Purpose Oxidative stress plays a very important role in the progress of Age related macular degeneration（AMD）. Nerve growth factor is critical for the survival and maintenance of sympathetic and sensory neurons. In this study, we investigated whether NGF play a critical role in AMD prevention and treatment and the possible involved signaling pathway.
Methods Cultured RPE cells were pretreated with H2O2 or not followed by treatment with NGF and then subjected to cell migration assay by phagokinetci track mobility assay. Cell viability was assessed using the tetrazolium salt 3-(4,5-dimethylthiazol-2-yl)-2,5-diphenyltetrazolium bromide dye (MTT) assay. PI3K/AKT/mTOR pathway was analyzed by SDS-PAGE/Western blot and confocal.

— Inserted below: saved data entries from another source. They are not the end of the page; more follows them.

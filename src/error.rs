//! The error taxonomy of the core. Business rule violations are detected
//! before any mutation, so returning one of these never leaves partial writes.

use actix_web::HttpResponse;

#[derive(Debug, PartialEq)]
pub enum LessonError {
    Validation { message: String },
    Unauthorized { message: String },
    Forbidden { message: String },
    NotFound { message: String },
    DeadlinePassed,
    AlreadySubmitted,
    TapLimitReached { tap_count: i64 },
    AlreadyPurchased,
    InsufficientSavings { required: f64, available: f64 },
    NotEligible { message: String },
    Internal { message: String },
}

impl LessonError {
    pub fn validation(message: impl Into<String>) -> Self {
        LessonError::Validation {
            message: message.into(),
        }
    }

    pub fn not_found(message: impl Into<String>) -> Self {
        LessonError::NotFound {
            message: message.into(),
        }
    }

    pub fn forbidden(message: impl Into<String>) -> Self {
        LessonError::Forbidden {
            message: message.into(),
        }
    }

    pub fn not_eligible(message: impl Into<String>) -> Self {
        LessonError::NotEligible {
            message: message.into(),
        }
    }

    pub fn internal(message: impl Into<String>) -> Self {
        LessonError::Internal {
            message: message.into(),
        }
    }

    pub fn message(&self) -> String {
        match self {
            LessonError::Validation { message }
            | LessonError::Unauthorized { message }
            | LessonError::Forbidden { message }
            | LessonError::NotFound { message }
            | LessonError::NotEligible { message } => message.clone(),
            LessonError::DeadlinePassed => "the deadline for this assignment has passed".to_string(),
            LessonError::AlreadySubmitted => "this assignment was already submitted".to_string(),
            LessonError::TapLimitReached { tap_count } => {
                format!("the word tap limit is reached ({} taps)", tap_count)
            }
            LessonError::AlreadyPurchased => {
                "this assignment was already bought back".to_string()
            }
            LessonError::InsufficientSavings {
                required,
                available,
            } => format!(
                "not enough savings ({:.2} needed, {:.2} available)",
                required, available
            ),
            LessonError::Internal { message } => {
                // the detail stays server side
                log::warn!("internal error: {}", message);
                "something went wrong".to_string()
            }
        }
    }

    pub fn to_response(&self) -> HttpResponse {
        let body = serde_json::json!({ "error": self.message() });
        match self {
            LessonError::Unauthorized { .. } => HttpResponse::Unauthorized().json(body),
            LessonError::Forbidden { .. } => HttpResponse::Forbidden().json(body),
            LessonError::NotFound { .. } => HttpResponse::NotFound().json(body),
            LessonError::Internal { .. } => HttpResponse::InternalServerError().json(body),
            _ => HttpResponse::BadRequest().json(body),
        }
    }
}

impl std::fmt::Display for LessonError {
    fn fmt(&self, f: &mut std::fmt::Formatter<'_>) -> std::fmt::Result {
        write!(f, "{}", self.message())
    }
}

impl From<sqlx::Error> for LessonError {
    fn from(e: sqlx::Error) -> Self {
        match e {
            sqlx::Error::RowNotFound => LessonError::NotFound {
                message: "the requested row was not found".to_string(),
            },
            e => LessonError::Internal {
                message: e.to_string(),
            },
        }
    }
}

impl From<serde_json::Error> for LessonError {
    fn from(e: serde_json::Error) -> Self {
        LessonError::Validation {
            message: format!("malformed payload ({})", e),
        }
    }
}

Results Using cultured human retina pigment epithelial cells, we demonstrate that NGF could induce cell viability against H2O2-induced apoptosis. And NGF could also induce the migration of RPE which may play a role in retina regernation. We observed that NGF upregulated P-S6 in a time- and dose dependent. While, NGF also protects agasinst a H2O2-induced decrease expresstion of P-S6. The pharmacologic inhibitor of PI3K or mTOR inhibitors NGF-induced P-S6 activation and attenuates the nuroprotect effect of NGF against H2O2-induced cell damage.
Concusion Collectively, we conclude that NGF attenuates H2O2-induced cell damage including cell viability and migration via activating mtor pathway. Understanding the cellular signaling pathways may reveal potential therapeutic effect of NGF in AMD.